Twitter rückt auf Druck von US-Gericht Daten heraus

| 11/07/2012 | Reply

Einmal ins Netz gestellte Daten können nicht einfach gelöscht werden und verharren teils jahrelang auf irgendwelchen Servern. Was bei Facebook schon lange als Standard galt, entpuppt sich jetzt bei Twitter auch als gängige Praxis. Nun verlangt ein US-Gericht im Rahmen der Occupy-Proteste in New York die Daten eines Demonstranten und Twitter reagiert einerseits mit der Herausgabe der Daten und andererseits mit einem Transparenzbericht.

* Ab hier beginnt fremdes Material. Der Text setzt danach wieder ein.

//! Common test utilities shared across integration tests.

#![allow(dead_code)]

use std::sync::{
    atomic::{AtomicBool, AtomicUsize, Ordering},
    Arc, Mutex,
};

use async_trait::async_trait;
use bip39::{Language, Mnemonic};
use rand::{rngs::OsRng, RngCore};
use secrecy::SecretString;
use tokio::sync::Notify;
use vaultkit_core::{
    accounts::{AccountStore, HardwareDescriptor},
    auth::AuthService,
    chains::{ton::mnemonic, ChainRegistry, MemoryProbe},
    config::{Network, WalletConfig},
    hardware::{
        AvailableTransports, CompanionTab, DiscoveredWallet, HardwareDevice, HardwareError,
        HardwareResult, Transport,
    },
    session::UnlockVerifier,
    storage::{KeyValueStore, MemoryStore, Namespace, StorageError, StorageKey, StorageResult},
    vault::{CredentialVault, KdfParams, SecretPhrase},
    WalletResult,
};

pub const PASSWORD: &str = "correct-horse";

/// The 12-word BIP39 test vector. Never valid as a TON-native phrase.
pub const BIP39_PHRASE: &str =
    "abandon abandon abandon abandon abandon abandon abandon abandon abandon abandon abandon about";

pub fn password(value: &str) -> SecretString {
    SecretString::from(value.to_string())
}

pub fn test_config() -> WalletConfig {
    WalletConfig {
        kdf: KdfParams::light(),
        ..WalletConfig::default()
    }
}

pub struct Harness {
    pub storage: Arc<MemoryStore>,
    pub probe: Arc<MemoryProbe>,
    pub vault: Arc<CredentialVault>,
    pub accounts: Arc<AccountStore>,
    pub auth: Arc<AuthService>,
}

pub async fn harness_with(config: WalletConfig) -> Harness {
    let storage = Arc::new(MemoryStore::new());
    harness_over(config, storage.clone(), storage).await
}

/// A harness whose account store writes through `backend`, which ends in `storage`.
pub async fn harness_over(
    config: WalletConfig,
    storage: Arc<MemoryStore>,
    backend: Arc<dyn KeyValueStore>,
) -> Harness {
    let probe = Arc::new(MemoryProbe::new());
    let chains = ChainRegistry::standard(probe.clone());
    let accounts = Arc::new(
        AccountStore::open(backend, chains)
            .await
            .expect("open account store"),
    );
    let vault = Arc::new(CredentialVault::new(config.kdf));
    let auth = Arc::new(AuthService::new(config, vault.clone(), accounts.clone()));
    Harness {
        storage,
        probe,
        vault,
        accounts,
        auth,
    }
}

pub async fn harness() -> Harness {
    harness_with(test_config()).await
}

/// A harness over a [`FlakyStore`].
pub async fn flaky_harness(config: WalletConfig) -> (Harness, Arc<FlakyStore>) {
    let flaky = Arc::new(FlakyStore::new());
    let harness = harness_over(config, flaky.inner.clone(), flaky.clone()).await;
    (harness, flaky)
}

/// Memory store with scripted write and removal failures.
pub struct FlakyStore {
    pub inner: Arc<MemoryStore>,
    /// Writes to account records on this network fail.
    pub rejected_account_writes: Mutex<Option<Network>>,
    /// Removals in this namespace fail until cleared.
    pub rejected_removals: Mutex<Option<Namespace>>,
    /// The next this-many removals fail, whatever the key.
    pub failing_removals: AtomicUsize,
    pub removal_calls: AtomicUsize,
}

impl FlakyStore {
    pub fn new() -> Self {
        Self {
            inner: Arc::new(MemoryStore::new()),
            rejected_account_writes: Mutex::new(None),
            rejected_removals: Mutex::new(None),
            failing_removals: AtomicUsize::new(0),
            removal_calls: AtomicUsize::new(0),
        }
    }

    pub fn reject_account_writes(&self, network: Option<Network>) {
        *self.rejected_account_writes.lock().expect("lock") = network;
    }

    pub fn reject_removals(&self, namespace: Option<Namespace>) {
        *self.rejected_removals.lock().expect("lock") = namespace;
    }
}

#[async_trait]
impl KeyValueStore for FlakyStore {
    async fn get(&self, key: &StorageKey) -> StorageResult<Option<Vec<u8>>> {
        self.inner.get(key).await
    }

    async fn set(&self, key: &StorageKey, value: Vec<u8>) -> StorageResult<()> {
        let rejected = *self.rejected_account_writes.lock().expect("lock");
        if let Some(network) = rejected {
            if key.namespace() == Namespace::Accounts && key.matches_network(network) {
                return Err(StorageError::Backend(format!("write to {key} rejected")));
            }
        }
        self.inner.set(key, value).await
    }

    async fn remove(&self, key: &StorageKey) -> StorageResult<()> {
        self.removal_calls.fetch_add(1, Ordering::SeqCst);
        let rejected = *self.rejected_removals.lock().expect("lock");
        if rejected == Some(key.namespace()) {
            return Err(StorageError::Backend(format!("removal of {key} rejected")));
        }
        let pending = self
            .failing_removals
            .fetch_update(Ordering::SeqCst, Ordering::SeqCst, |left| left.checked_sub(1));
        if pending.is_ok() {
            return Err(StorageError::Backend(format!("removal of {key} failed once")));
        }
        self.inner.remove(key).await
    }

    async fn keys(&self, namespace: Namespace) -> StorageResult<Vec<StorageKey>> {
        self.inner.keys(namespace).await
    }
}

/// A 24-word phrase valid both as BIP39 and as a TON-native mnemonic.
pub fn ambiguous_phrase() -> SecretPhrase {
    loop {
        let mut entropy = [0u8; 32];
        OsRng.fill_bytes(&mut entropy);
        let words = Mnemonic::from_entropy(&entropy)
            .expect("entropy length")
            .to_string();
        let phrase = SecretPhrase::from_phrase(&words);
        if mnemonic::validate(&phrase) {
            return phrase;
        }
    }
}

/// A TON-native phrase that is not valid BIP39.
pub fn native_only_phrase() -> SecretPhrase {
    loop {
        let phrase = mnemonic::generate().expect("generate");
        if Mnemonic::parse_in_normalized(Language::English, &phrase.joined()).is_err() {
            return phrase;
        }
    }
}

/// Scripted signing device.
pub struct FakeDevice {
    pub transports: AvailableTransports,
    pub usb_attached: bool,
    pub connect_results: Mutex<Vec<bool>>,
    /// Checks answering "not open" before the app shows up. `usize::MAX` never opens.
    pub app_closed_checks: usize,
    pub app_checks: AtomicUsize,
    pub connects: AtomicUsize,
    pub disconnects: AtomicUsize,
    pub hang_on_connect: AtomicBool,
}

impl FakeDevice {
    pub fn new(transports: AvailableTransports) -> Self {
        Self {
            transports,
            usb_attached: true,
            connect_results: Mutex::new(Vec::new()),
            app_closed_checks: 0,
            app_checks: AtomicUsize::new(0),
            connects: AtomicUsize::new(0),
            disconnects: AtomicUsize::new(0),
            hang_on_connect: AtomicBool::new(false),
        }
    }

    pub fn usb_only() -> Self {
        Self::new(AvailableTransports {
            usb: true,
            bluetooth: false,
        })
    }

    /// Results of successive `connect` calls; once exhausted every call succeeds.
    pub fn with_connect_results(self, results: Vec<bool>) -> Self {
        *self.connect_results.lock().expect("lock") = results;
        self
    }
}

#[async_trait]
impl HardwareDevice for FakeDevice {
    async fn detect_transports(&self) -> HardwareResult<AvailableTransports> {
        Ok(self.transports)
    }

    async fn has_usb_device(&self) -> HardwareResult<bool> {
        Ok(self.usb_attached)
    }

    async fn connect(&self, _transport: Transport) -> HardwareResult<bool> {
        self.connects.fetch_add(1, Ordering::SeqCst);
        if self.hang_on_connect.load(Ordering::SeqCst) {
            std::future::pending::<()>().await;
        }
        let mut results = self.connect_results.lock().expect("lock");
        if results.is_empty() {
            Ok(true)
        } else {
            Ok(results.remove(0))
        }
    }

    async fn is_signing_app_open(&self) -> HardwareResult<bool> {
        let seen = self.app_checks.fetch_add(1, Ordering::SeqCst);
        Ok(seen >= self.app_closed_checks)
    }

    async fn wallet_at(&self, _network: Network, index: u32) -> HardwareResult<DiscoveredWallet> {
        if index > 100 {
            return Err(HardwareError::Device("index out of range".to_string()));
        }
        Ok(DiscoveredWallet {
            address: format!("UQ-fake-{index}"),
            public_key: format!("{index:064x}"),
            index,
            version: Default::default(),
        })
    }

    fn descriptor(&self) -> HardwareDescriptor {
        HardwareDescriptor {
            driver: "fake".to_string(),
            device_id: Some("fake-0".to_string()),
            device_name: Some("Fake Device".to_string()),
            app_version: Some("2.1.0".to_string()),
        }
    }

    async fn disconnect(&self) {
        self.disconnects.fetch_add(1, Ordering::SeqCst);
    }
}

/// Companion tab closed on demand.
#[derive(Default)]
pub struct FakeCompanionTab {
    pub opened: AtomicUsize,
    pub close: Notify,
}

#[async_trait]
impl CompanionTab for FakeCompanionTab {
    async fn open(&self) -> HardwareResult<()> {
        self.opened.fetch_add(1, Ordering::SeqCst);
        Ok(())
    }

    async fn closed(&self) {
        self.close.notified().await;
    }
}

/// Accepts [`PASSWORD`] and a scripted biometric outcome.
pub struct FakeVerifier {
    pub biometrics_ok: bool,
    pub checks: AtomicUsize,
}

impl FakeVerifier {
    pub fn new() -> Self {
        Self {
            biometrics_ok: true,
            checks: AtomicUsize::new(0),
        }
    }
}

#[async_trait]
impl UnlockVerifier for FakeVerifier {
    async fn verify_password(&self, candidate: &SecretString) -> WalletResult<bool> {
        use secrecy::ExposeSecret;
        self.checks.fetch_add(1, Ordering::SeqCst);
        Ok(candidate.expose_secret() == PASSWORD)
    }

    async fn verify_biometrics(&self) -> WalletResult<bool> {
        Ok(self.biometrics_ok)
    }
}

Ein New Yorker Demonstrant muss jetzt befürchten wegen Störung der öffentlichen Ordnung verurteilt zu werden, weil er mit seinen Tweets angeblich andere Demonstranten angestachelt haben soll sich gegen die Staatsmacht anzulegen. Jetzt entbrennt ein Streit zwischen ihm, dem Gericht und Twitter, die seine Tweets zur Verfügung stellen sollen. Darüber hinaus will das Gericht Daten wie IP-Adresse und die Direktnachrichten an andere Nutzer einsehen, um sie dem Angeklagten zuordnen zu können.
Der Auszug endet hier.